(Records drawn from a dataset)
-- -- --

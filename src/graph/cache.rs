//! Memoized graph projection.
//!
//! The graph is rebuilt only when the content that feeds it changes. The
//! cache key is a blake3 digest over every field [`build_graph`] reads.

use std::sync::{Arc, Mutex};

use crate::conflict::Conflict;
use crate::document::Document;
use crate::graph::builder::{build_graph, LayoutConfig, RelationshipGraph};

/// Stable digest of the graph inputs.
#[must_use]
pub fn graph_fingerprint(documents: &[Document], conflicts: &[Conflict]) -> blake3::Hash {
    let mut hasher = blake3::Hasher::new();

    // Length-prefix every field so adjacent values cannot run together.
    let mut field = |bytes: &[u8]| {
        hasher.update(&(bytes.len() as u64).to_le_bytes());
        hasher.update(bytes);
    };

    field(b"documents");
    for doc in documents {
        field(doc.id.as_str().as_bytes());
        field(doc.title.as_bytes());
    }
    field(b"conflicts");
    for c in conflicts {
        field(c.id.as_str().as_bytes());
        field(c.document_ids[0].as_str().as_bytes());
        field(c.document_ids[1].as_str().as_bytes());
        field(&[u8::from(c.is_unresolved())]);
    }

    hasher.finalize()
}

/// Holds the most recent projection.
#[derive(Debug)]
pub struct GraphCache {
    layout: LayoutConfig,
    latest: Mutex<Option<(blake3::Hash, Arc<RelationshipGraph>)>>,
}

impl GraphCache {
    /// Creates an empty cache for the given layout.
    #[must_use]
    pub fn new(layout: LayoutConfig) -> Self {
        Self {
            layout,
            latest: Mutex::new(None),
        }
    }

    /// Layout used for projections.
    #[must_use]
    pub fn layout(&self) -> &LayoutConfig {
        &self.layout
    }

    /// Returns the cached graph when the inputs are unchanged, otherwise
    /// rebuilds it.
    pub fn get_or_build(&self, documents: &[Document], conflicts: &[Conflict]) -> Arc<RelationshipGraph> {
        let key = graph_fingerprint(documents, conflicts);

        let mut latest = match self.latest.lock() {
            Ok(guard) => guard,
            Err(poisoned) => poisoned.into_inner(),
        };
        if let Some((cached_key, graph)) = latest.as_ref() {
            if *cached_key == key {
                return Arc::clone(graph);
            }
        }

        let graph = Arc::new(build_graph(documents, conflicts, &self.layout));
        tracing::debug!(nodes = graph.nodes.len(), edges = graph.edges.len(), "graph rebuilt");
        *latest = Some((key, Arc::clone(&graph)));
        graph
    }

    /// Drops the cached projection.
    pub fn invalidate(&self) {
        match self.latest.lock() {
            Ok(mut guard) => *guard = None,
            Err(poisoned) => *poisoned.into_inner() = None,
        }
    }
}

#[cfg(test)]
mod tests {
    use super::*;
    use crate::conflict::{CandidateConflict, ConflictId, Resolution, Severity};

    fn docs() -> Vec<Document> {
        vec![Document::new("a", "A", "x"), Document::new("b", "B", "y")]
    }

    fn conflicts() -> Vec<Conflict> {
        vec![Conflict::from_candidate(
            ConflictId::from("c1"),
            CandidateConflict {
                document_ids: ["a".into(), "b".into()],
                document_titles: ["A".to_string(), "B".to_string()],
                excerpts: [String::new(), String::new()],
                explanation: "e".to_string(),
                severity: Severity::Low,
            },
        )]
    }

    #[test]
    fn unchanged_inputs_hit_the_cache() {
        let cache = GraphCache::new(LayoutConfig::default());
        let first = cache.get_or_build(&docs(), &conflicts());
        let second = cache.get_or_build(&docs(), &conflicts());
        assert!(Arc::ptr_eq(&first, &second));
    }

    #[test]
    fn content_only_edits_do_not_rebuild() {
        let cache = GraphCache::new(LayoutConfig::default());
        let first = cache.get_or_build(&docs(), &conflicts());
        let mut edited = docs();
        edited[0].content = "changed".to_string();
        let second = cache.get_or_build(&edited, &conflicts());
        assert!(Arc::ptr_eq(&first, &second));
    }

    #[test]
    fn resolution_change_rebuilds() {
        let cache = GraphCache::new(LayoutConfig::default());
        let first = cache.get_or_build(&docs(), &conflicts());
        assert_eq!(first.edges[0].unresolved_conflict_count, 1);

        let mut resolved = conflicts();
        resolved[0].apply_resolution(Resolution::AcceptSecond);
        let second = cache.get_or_build(&docs(), &resolved);
        assert!(!Arc::ptr_eq(&first, &second));
        assert_eq!(second.edges[0].unresolved_conflict_count, 0);
    }

    #[test]
    fn invalidate_forces_rebuild() {
        let cache = GraphCache::new(LayoutConfig::default());
        let first = cache.get_or_build(&docs(), &conflicts());
        cache.invalidate();
        let second = cache.get_or_build(&docs(), &conflicts());
        assert!(!Arc::ptr_eq(&first, &second));
        assert_eq!(*first, *second);
    }

    #[test]
    fn fingerprint_separates_fields() {
        let a = vec![Document::new("ab", "c", "")];
        let b = vec![Document::new("a", "bc", "")];
        assert_ne!(graph_fingerprint(&a, &[]), graph_fingerprint(&b, &[]));
    }
}
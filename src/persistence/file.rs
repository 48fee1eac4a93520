//! File-backed snapshot port.

use std::fs::{self, File, OpenOptions};
use std::io::{ErrorKind, Write};
use std::path::{Path, PathBuf};

use uuid::Uuid;

use super::{decode_snapshot, encode_snapshot, Snapshot, SnapshotPort};
use crate::error::PersistenceError;

/// Stores the snapshot in a single file.
///
/// Saves write to a temporary sibling first and then rename over the target,
/// so a crash mid-save leaves the previous snapshot intact.
#[derive(Debug, Clone)]
pub struct FileSnapshotStore {
    path: PathBuf,
}

impl FileSnapshotStore {
    /// Creates a port for `path`. Nothing is touched until the first call.
    #[must_use]
    pub fn new(path: impl Into<PathBuf>) -> Self {
        Self { path: path.into() }
    }

    /// The snapshot file.
    #[must_use]
    pub fn path(&self) -> &Path {
        &self.path
    }

    fn io_err(&self, source: std::io::Error) -> PersistenceError {
        PersistenceError::Io {
            path: self.path.clone(),
            source,
        }
    }

    fn write_temp(&self, temp_path: &Path, bytes: &[u8]) -> std::io::Result<()> {
        let mut file = OpenOptions::new()
            .write(true)
            .create(true)
            .truncate(true)
            .open(temp_path)?;
        file.write_all(bytes)?;
        file.sync_all()
    }
}

impl SnapshotPort for FileSnapshotStore {
    fn load(&self) -> Result<Option<Snapshot>, PersistenceError> {
        let bytes = match fs::read(&self.path) {
            Ok(bytes) => bytes,
            Err(e) if e.kind() == ErrorKind::NotFound => return Ok(None),
            Err(e) => return Err(self.io_err(e)),
        };
        decode_snapshot(&bytes).map(Some)
    }

    fn save(&self, snapshot: &Snapshot) -> Result<(), PersistenceError> {
        let bytes = encode_snapshot(snapshot)?;

        if let Some(parent) = self.path.parent().filter(|p| !p.as_os_str().is_empty()) {
            fs::create_dir_all(parent).map_err(|e| self.io_err(e))?;
        }

        let temp_path = self.path.with_extension(format!("tmp.{}", Uuid::new_v4()));
        if let Err(e) = self.write_temp(&temp_path, &bytes) {
            let _ = fs::remove_file(&temp_path);
            return Err(self.io_err(e));
        }
        if let Err(e) = fs::rename(&temp_path, &self.path) {
            let _ = fs::remove_file(&temp_path);
            return Err(self.io_err(e));
        }

        // Make the rename itself durable where the platform allows it.
        if let Some(parent) = self.path.parent().filter(|p| !p.as_os_str().is_empty()) {
            if let Ok(dir) = File::open(parent) {
                let _ = dir.sync_all();
            }
        }

        tracing::debug!(path = %self.path.display(), bytes = bytes.len(), "snapshot saved");
        Ok(())
    }

    fn clear(&self) -> Result<(), PersistenceError> {
        match fs::remove_file(&self.path) {
            Ok(()) => Ok(()),
            Err(e) if e.kind() == ErrorKind::NotFound => Ok(()),
            Err(e) => Err(self.io_err(e)),
        }
    }
}
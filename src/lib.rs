//! # dissonance - Conflict Lifecycle & Relationship Graph Engine
//!
//! dissonance tracks textual contradictions across a growing set of
//! documents. An external analyzer compares documents pairwise; dissonance
//! decides which pairs to compare, merges the findings without duplicates or
//! stale records, manages their resolution state, and projects everything
//! into an interactive relationship graph.
//!
//! ## Core Concepts
//!
//! - **Document**: A titled piece of text, identified by an opaque id
//! - **Conflict**: A contradiction between two documents, with severity and resolution state
//! - **Stale purge**: Re-analyzing a pair replaces every earlier conflict for that pair
//! - **Relationship graph**: Documents as nodes, one edge per conflicting pair
//! - **Viewport**: Pan/zoom transform and hover state over the graph
//!
//! ## Usage
//!
//! ```rust,ignore
//! use std::sync::Arc;
//! use dissonance::{Document, Workspace};
//!
//! let workspace = Workspace::builder(Arc::new(my_analyzer)).open()?;
//! workspace
//!     .analyze_batch(vec![
//!         Document::new("d1", "Handbook", "Remote work is allowed."),
//!         Document::new("d2", "Policy", "All staff work on site."),
//!     ])
//!     .await?;
//!
//! let conflict = &workspace.conflicts()?[0];
//! workspace.resolve(conflict.id.as_str(), "accept_first")?;
//!
//! let graph = workspace.graph()?;
//! ```

#![warn(missing_docs)]
#![warn(clippy::all)]
#![warn(clippy::pedantic)]
#![allow(clippy::module_name_repetitions)]

// Core types
pub mod conflict;
pub mod document;
pub mod error;
pub mod history;
pub mod ids;
pub mod profile;
pub mod time;

// Storage and analysis
pub mod analyzer;
pub mod orchestrator;
pub mod storage;

// Graph, reporting, persistence
pub mod config;
pub mod graph;
pub mod persistence;
pub mod report;
pub mod workspace;

// Re-export primary types at crate root for convenience
pub use analyzer::Analyzer;
pub use config::DissonanceConfig;
pub use conflict::{
    CandidateConflict, Conflict, ConflictId, ConflictStatus, DocumentPair, PairKey, Resolution, Severity,
};
pub use document::{Document, DocumentId, SourceFile, TextFile};
pub use error::{AnalyzerError, DissonanceError, DissonanceResult, PersistenceError, ValidationError};
pub use graph::{
    build_graph, GraphEdge, GraphNode, LayoutConfig, Point, RelationshipGraph, Tooltip, Transform,
    ViewportConfig, ViewportController,
};
pub use history::{HistoryEvent, HistoryEventType};
pub use ids::{IdGenerator, SequentialIds, UuidGenerator};
pub use orchestrator::{generate_pairs, AnalysisOutcome, Orchestrator};
pub use persistence::{FileSnapshotStore, InMemorySnapshotStore, Snapshot, SnapshotPort};
pub use profile::UserProfile;
pub use report::{Report, ReportOptions, SortKey};
pub use storage::{InMemoryRecordStore, RecordStore, ResolveOutcome, StorageError, StoreExport};
pub use time::{Clock, FixedClock, SystemClock};
pub use workspace::{Workspace, WorkspaceBuilder};
// This Source Code Form is subject to the terms of the Mozilla Public
// License, v. 2.0. If a copy of the MPL was not distributed with this
// file, You can obtain one at http://mozilla.org/MPL/2.0/.

//! # Photo bas-relief placement
//!
//! Turns a photograph into displacement and normal fields,
//! and places the resulting relief flush against a face of an object's bounding box.

// #![warn(missing_docs)]

pub mod camera;
pub mod compose;
pub mod error;
pub mod face;
pub mod field;
pub mod fit;
pub mod geometry;
pub mod interop;
pub mod mesh;
pub mod relief;
pub mod session;
pub mod utils;

pub use error::{ReliefError, Result};
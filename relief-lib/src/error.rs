// This Source Code Form is subject to the terms of the Mozilla Public
// License, v. 2.0. If a copy of the MPL was not distributed with this
// file, You can obtain one at http://mozilla.org/MPL/2.0/.

//! Error types of the relief core.
//!
//! Only asset loading can fail. Degenerate geometry and degenerate numeric
//! inputs (flat images, faces smaller than the margin) are clamped where
//! they occur and never surface here.

use std::path::PathBuf;
use thiserror::Error;

/// Result type alias using [`ReliefError`].
pub type Result<T> = std::result::Result<T, ReliefError>;

#[derive(Error, Debug)]
pub enum ReliefError {
    /// The source image could not be decoded.
    #[error("failed to decode image: {0}")]
    Decode(#[source] image::ImageError),

    /// The decoded image has no pixel.
    #[error("image is empty ({width}x{height})")]
    EmptyImage { width: u32, height: u32 },

    /// The mesh asset could not be read.
    #[error("failed to load mesh from {}: {message}", .path.display())]
    MeshLoad { path: PathBuf, message: String },

    /// The mesh asset was read but contains no usable triangle.
    #[error("mesh contains no valid triangles")]
    EmptyMesh,

    /// Encoding an output raster failed.
    #[error("failed to encode raster: {0}")]
    Encode(#[source] image::ImageError),

    #[error("I/O error: {0}")]
    Io(#[from] std::io::Error),
}

impl ReliefError {
    /// Mesh load error for an in-memory asset (no path on disk).
    pub fn mesh_in_memory<T: std::fmt::Display>(message: T) -> Self {
        ReliefError::MeshLoad {
            path: PathBuf::from("<memory>"),
            message: message.to_string(),
        }
    }
}
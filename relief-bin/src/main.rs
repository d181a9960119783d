// This Source Code Form is subject to the terms of the Mozilla Public
// License, v. 2.0. If a copy of the MPL was not distributed with this
// file, You can obtain one at http://mozilla.org/MPL/2.0/.

use anyhow::{anyhow, Context};
use glob::glob;
use relief_lib as relief;
use relief::camera::{CameraFrame, DEFAULT_PADDING};
use relief::compose::{compose, ReliefParams};
use relief::face::{face_placement, FaceCode};
use relief::field::{build_fields, FieldConfig};
use relief::fit::{DesignTarget, DEFAULT_MARGIN};
use relief::interop::ToImage;
use relief::mesh::{load_stl, Orientation};
use relief::relief::{heightfield_mesh, relief_on_plane};
use log::LevelFilter;
use std::path::{Path, PathBuf};

// Default values for some of the program arguments.
const DEFAULT_OUT_DIR: &str = "out";
const DEFAULT_WIDTH_MM: f64 = 100.0;
const DEFAULT_HEIGHT_MM: f64 = 120.0;
const DEFAULT_DEPTH_MM: f64 = 2.0;
const DEFAULT_BOOST: f64 = 1.0;
const DEFAULT_STRIDE: usize = 2;
const DEFAULT_VERBOSITY: u32 = 2;

/// Entry point of the program.
fn main() {
    parse_args()
        .and_then(run)
        .unwrap_or_else(|err| eprintln!("Error: {:?}", err));
}

fn display_help() {
    eprintln!(
        r#"
relief

Photo bas-relief preview: fields, placement and camera framing.

USAGE:
    relief [FLAGS...] --mesh object.stl IMAGE_FILES...
    For example:
        relief --mesh urn.stl --face +z --depth-mm 2.5 photos/*.jpg

FLAGS:
    --help                 # Print this message and exit
    --version              # Print version and exit
    --mesh file.stl        # Object to decorate (binary or ASCII STL)
    --face code            # Face receiving the relief: +x -x +y -y +z -z (default: +z)
    --width-mm float       # Design width in mm (default: {})
    --height-mm float      # Design height in mm (default: {})
    --depth-mm float       # Relief depth in mm (default: {})
    --boost float          # Depth multiplier (default: {})
    --invert               # Carve the relief instead of raising it
    --scale float          # Extra uniform scale after the automatic fit (default: 1)
    --margin float         # Free margin around the design, in object units (default: {})
    --padding float        # Camera distance over object diagonal (default: {})
    --rotate x,y,z         # Mesh rotation in degrees, applied before mirroring
    --mirror axes          # Mesh axes to mirror, for example "x" or "yz"
    --stride int           # Sample one texel every stride for the STL grids (default: {})
    --out-dir dir/         # Output directory (default: {})
    --verbosity int        # 0: errors only ... 4: trace (default: {})
"#,
        DEFAULT_WIDTH_MM,
        DEFAULT_HEIGHT_MM,
        DEFAULT_DEPTH_MM,
        DEFAULT_BOOST,
        DEFAULT_MARGIN,
        DEFAULT_PADDING,
        DEFAULT_STRIDE,
        DEFAULT_OUT_DIR,
        DEFAULT_VERBOSITY,
    )
}

#[derive(Debug)]
/// Type holding command line arguments.
struct Args {
    mesh_path: PathBuf,
    orientation: Orientation,
    face: FaceCode,
    target: DesignTarget,
    params: ReliefParams,
    margin: f64,
    padding: f64,
    stride: usize,
    out_dir: String,
    images_paths: Vec<PathBuf>,
}

/// Function parsing the command line arguments and returning an Args object or an error.
fn parse_args() -> anyhow::Result<Args> {
    let mut args = pico_args::Arguments::from_env();

    // Retrieve command line arguments.
    let help = args.contains(["-h", "--help"]);
    let version = args.contains(["-v", "--version"]);

    // Check if the --help or --version flags are present.
    if help {
        display_help();
        std::process::exit(0);
    } else if version {
        println!("{}", std::env!("CARGO_PKG_VERSION"));
        std::process::exit(0);
    }

    // Mandatory arguments.
    let mesh_path: PathBuf = args.value_from_str("--mesh")?;

    // Optional arguments.
    let verbosity = args
        .opt_value_from_str("--verbosity")?
        .unwrap_or(DEFAULT_VERBOSITY);
    env_logger::Builder::new()
        .filter_level(verbosity_filter(verbosity))
        .format_timestamp(None)
        .try_init()?;

    let target = DesignTarget {
        width_mm: args
            .opt_value_from_str("--width-mm")?
            .unwrap_or(DEFAULT_WIDTH_MM),
        height_mm: args
            .opt_value_from_str("--height-mm")?
            .unwrap_or(DEFAULT_HEIGHT_MM),
        ..DesignTarget::default()
    };
    let face = args
        .opt_value_from_str("--face")?
        .unwrap_or(target.default_face);
    let params = ReliefParams {
        depth_mm: args
            .opt_value_from_str("--depth-mm")?
            .unwrap_or(DEFAULT_DEPTH_MM),
        boost: args.opt_value_from_str("--boost")?.unwrap_or(DEFAULT_BOOST),
        invert: args.contains("--invert"),
        scale: args.opt_value_from_str("--scale")?.unwrap_or(1.0),
        ..ReliefParams::default()
    };
    let orientation = Orientation {
        rotation_deg: args
            .opt_value_from_fn("--rotate", parse_rotation)?
            .unwrap_or([0.0; 3]),
        mirror: args
            .opt_value_from_fn("--mirror", parse_mirror)?
            .unwrap_or([false; 3]),
    };
    let margin = args.opt_value_from_str("--margin")?.unwrap_or(DEFAULT_MARGIN);
    let padding = args
        .opt_value_from_str("--padding")?
        .unwrap_or(DEFAULT_PADDING);
    let stride = args.opt_value_from_str("--stride")?.unwrap_or(DEFAULT_STRIDE);
    let out_dir = args
        .opt_value_from_str("--out-dir")?
        .unwrap_or_else(|| DEFAULT_OUT_DIR.into());

    // Verify that images paths are correct.
    let free_args = args.free()?;
    let images_paths = absolute_file_paths(&free_args)?;
    if images_paths.is_empty() {
        return Err(anyhow!(
            "There is no such image. Use --help to know how to use this tool."
        ));
    }

    // Return Args struct.
    Ok(Args {
        mesh_path,
        orientation,
        face,
        target,
        params,
        margin,
        padding,
        stride,
        out_dir,
        images_paths,
    })
}

/// Map the --verbosity level to a log filter, 4 and above meaning trace.
fn verbosity_filter(verbosity: u32) -> LevelFilter {
    match verbosity {
        0 => LevelFilter::Error,
        1 => LevelFilter::Warn,
        2 => LevelFilter::Info,
        3 => LevelFilter::Debug,
        _ => LevelFilter::Trace,
    }
}

/// Parse "x,y,z" rotation angles in degrees.
fn parse_rotation(s: &str) -> anyhow::Result<[f64; 3]> {
    let parts: Vec<_> = s.split(',').collect();
    if parts.len() != 3 {
        return Err(anyhow!(
            "--rotate argument must be of the shape x,y,z with no space between elements"
        ));
    }
    Ok([parts[0].parse()?, parts[1].parse()?, parts[2].parse()?])
}

/// Parse the set of axes to mirror, like "xz".
fn parse_mirror(s: &str) -> anyhow::Result<[bool; 3]> {
    let mut mirror = [false; 3];
    for c in s.chars() {
        match c.to_ascii_lowercase() {
            'x' => mirror[0] = true,
            'y' => mirror[1] = true,
            'z' => mirror[2] = true,
            other => return Err(anyhow!("Unknown mirror axis: {}", other)),
        }
    }
    Ok(mirror)
}

/// Retrieve the absolute paths of all files matching the arguments.
fn absolute_file_paths(args: &[String]) -> anyhow::Result<Vec<PathBuf>> {
    let mut abs_paths = Vec::new();
    for path_glob in args {
        let mut paths = paths_from_glob(path_glob)?;
        abs_paths.append(&mut paths);
    }
    abs_paths
        .iter()
        .map(|p| p.canonicalize().map_err(|e| e.into()))
        .collect()
}

/// Retrieve the paths of files matchin the glob pattern.
fn paths_from_glob(p: &str) -> anyhow::Result<Vec<PathBuf>> {
    let paths = glob(p)?;
    Ok(paths.into_iter().filter_map(|x| x.ok()).collect())
}

/// Start actual program with command line arguments successfully parsed.
fn run(args: Args) -> anyhow::Result<()> {
    // Get the path of output directory.
    let out_dir_path = PathBuf::from(&args.out_dir);
    std::fs::create_dir_all(&out_dir_path)?;

    // Load the mesh and plan the placement once, it does not depend on the images.
    let mesh = load_stl(&args.mesh_path, &args.orientation)?;
    let placement = face_placement(&mesh.bbox, args.face);
    let fit = args.target.plan_on(&mesh.bbox, args.face, args.margin);
    log::info!(
        "Face {} is {:.4} x {:.4}, design fits at scale {:.3}{}",
        args.face,
        placement.face_width,
        placement.face_height,
        fit.scale,
        if fit.rotate_by_90 { " rotated by 90°" } else { "" }
    );
    if fit.is_empty() {
        log::warn!("No room for the design on face {}", args.face);
    }
    let camera = CameraFrame::framing(&mesh.bbox, args.padding);
    log::info!(
        "Camera at {:?} looking at {:?}, clip [{:.4}, {:.1}], orbit [{:.4}, {:.4}]",
        camera.position.coords.as_slice(),
        camera.target.coords.as_slice(),
        camera.near,
        camera.far,
        camera.min_distance,
        camera.max_distance
    );

    let config = FieldConfig::default();
    let pb = indicatif::ProgressBar::new(args.images_paths.len() as u64);
    for path in args.images_paths.iter() {
        let img = image::open(path).with_context(|| format!("Failed to load {:?}", path))?;
        let fields = build_fields(&img, &config)?;
        let plane = compose(
            &placement,
            &fit,
            &args.target,
            &args.params,
            (fields.width(), fields.height()),
        );
        if plane.overflows(&placement, args.margin) {
            log::warn!("The scaled design spills out of face {}", args.face);
        }
        log::info!(
            "Plane {:.4} x {:.4} at {:?}",
            plane.width,
            plane.height,
            plane.position.coords.as_slice()
        );

        let image_dir = out_dir_path.join(image_stem(path));
        std::fs::create_dir_all(&image_dir)?;
        fields
            .displacement_gray()
            .to_image()
            .save(image_dir.join("displacement.png"))?;
        fields
            .normal_rgb()
            .to_image()
            .save(image_dir.join("normals.png"))?;

        // Millimeter sheet of the relief alone, and the same relief placed on the object.
        let depth_mm = plane.displacement_scale * 1000.0;
        heightfield_mesh(
            &fields.displacement,
            args.target.width_mm,
            args.target.height_mm,
            depth_mm,
            args.stride,
        )
        .save_stl(image_dir.join("relief_only.stl"))?;
        relief_on_plane(&fields.displacement, &plane, args.stride)
            .save_stl(image_dir.join("relief_placed.stl"))?;
        pb.inc(1);
    }
    pb.finish();
    Ok(())
}

fn image_stem(path: &Path) -> String {
    path.file_stem()
        .and_then(|s| s.to_str())
        .unwrap_or("image")
        .to_string()
}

-- -- --

**What is expected**.
Every line above from the line with "pub mod compose;" to the line with "filename relief-lib/src/error.rs", both included, must be reproduced exactly, and no other line may appear.

**Solution for this task**.
pub mod compose;
pub mod error;
pub mod face;
pub mod field;
pub mod fit;
pub mod geometry;
pub mod interop;
pub mod mesh;
pub mod relief;
pub mod session;
pub mod utils;

pub use error::{ReliefError, Result};
filename relief-lib/src/error.rs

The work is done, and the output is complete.